As far as hobbies, Kassam's passion in life other than trading and investing is food and wine. He is part of Canada's 100 Best and serves as a sitting judge for the top restaurants in the country.

Although there is a sizable disconnect between food and finance, Kassam is always helping chefs and restaurants with their business plans. He describes himself as being 'obsessed' with food. When he isn't doing stock market stuff, he serves as the chief food officer for Diner en Blanc, where everyone wears white and brings their own chairs for a picnic.

Kassam also helped bring the Michelin Group to Toronto. He says he 'lives and breathes the food world.' He also has a large, young family with three girls ages five and under.

Kassam is currently reading The Key Man, the story of Abraaj, a company founded in the Middle East by Arif Naqvi. He fooled numerous investors, including Bill Gates, and Kassam described Abraaj as 'the Enron of the Middle East and Africa.' It turned out to be a massive scam, and whistleblowers worked with Wall Street Journal reporters to bring it down.

Kassam's Inspiration: Dan Loeb

Kassam looks up to Dan Loeb and the rest of the Third Point team. He explained that Loeb identifies themes and has been incredibly successful. The Third Point chief was active on the short side until he dropped that side after 2010.

'It was smart of him to rebalance on the long side in a post global financial crisis world where QE was abundant,' Kassam said. 'You can make more money with less risk on the long side than the short if you play your cards right, but that takes real skill. He has the ability to identify the next hot theme … in regards to tech, focusing on autonomous driving [and] cybersecurity. He's got a great analytical mind and the ability to zero in on what's going to work. '

Kassam appreciates Loeb's ability to articulate what he does and adapt as his fund grows. Kassam explained that what worked when a fund is $5 million or $6 million or even $20 million isn't the same strategy that will work when the fund is $1.5 billion.

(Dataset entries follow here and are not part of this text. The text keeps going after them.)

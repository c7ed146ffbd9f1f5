//! Report Generation Pipeline
//!
//! The workflow engine and its stages: planning, drafting, document
//! synchronization, staged suggestions, and status notification.

pub mod drafter;
pub mod notify;
pub mod planner;
pub mod suggestion;
pub mod sync;
pub mod workflow;

pub use drafter::SectionDrafter;
pub use notify::{BroadcastNotifier, NoopNotifier, StatusEvent, StatusNotifier};
pub use planner::{PlanGenerator, PlanRequest};
pub use suggestion::{MessageIntent, SuggestionEngine};
pub use sync::{SectionContent, SectionEdit, join_plan_with_sections, sections_to_document};
pub use workflow::{MessageOutcome, ReportEngine};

He pointed out that Loeb has adapted as he has grown Third Point from a small size to a large-scale fund and that he has been able to compound the fund's returns in the current market.

Anson's Long-Term Performance

Since Anson's inception in 2007, the fund is up 739.2%, compared to the Dow's 290.4% return, the S&P's 326.9% return, and the TSX's 91.6% return in U.S. dollars. Anson Funds was ranked number seven in BarclayHedge's Top 10 performing long/ short equity hedge funds for three-year compound growth from 2018 to 2022. The Anson Investments Master Fund was named Best Equity Hedge Fund Over $500 million by Hedgeweek in 2021.

Of note, Anson's Master Fund was up 1.4% in November 2021. Meanwhile, the hedge funds reporting to With Intelligence's Eurekahedge Hedge Fund Index had their worst month since the pandemic officially hit the U.S. markets in March 2020.

The Eurekahedge index was down 1.18% on an equal-weighted basis and 1.88% on an asset-weighted basis. With Intelligence cited the economic uncertainty over the omicron variant of COVID-19 as the reason for the lackluster November return for most hedge funds.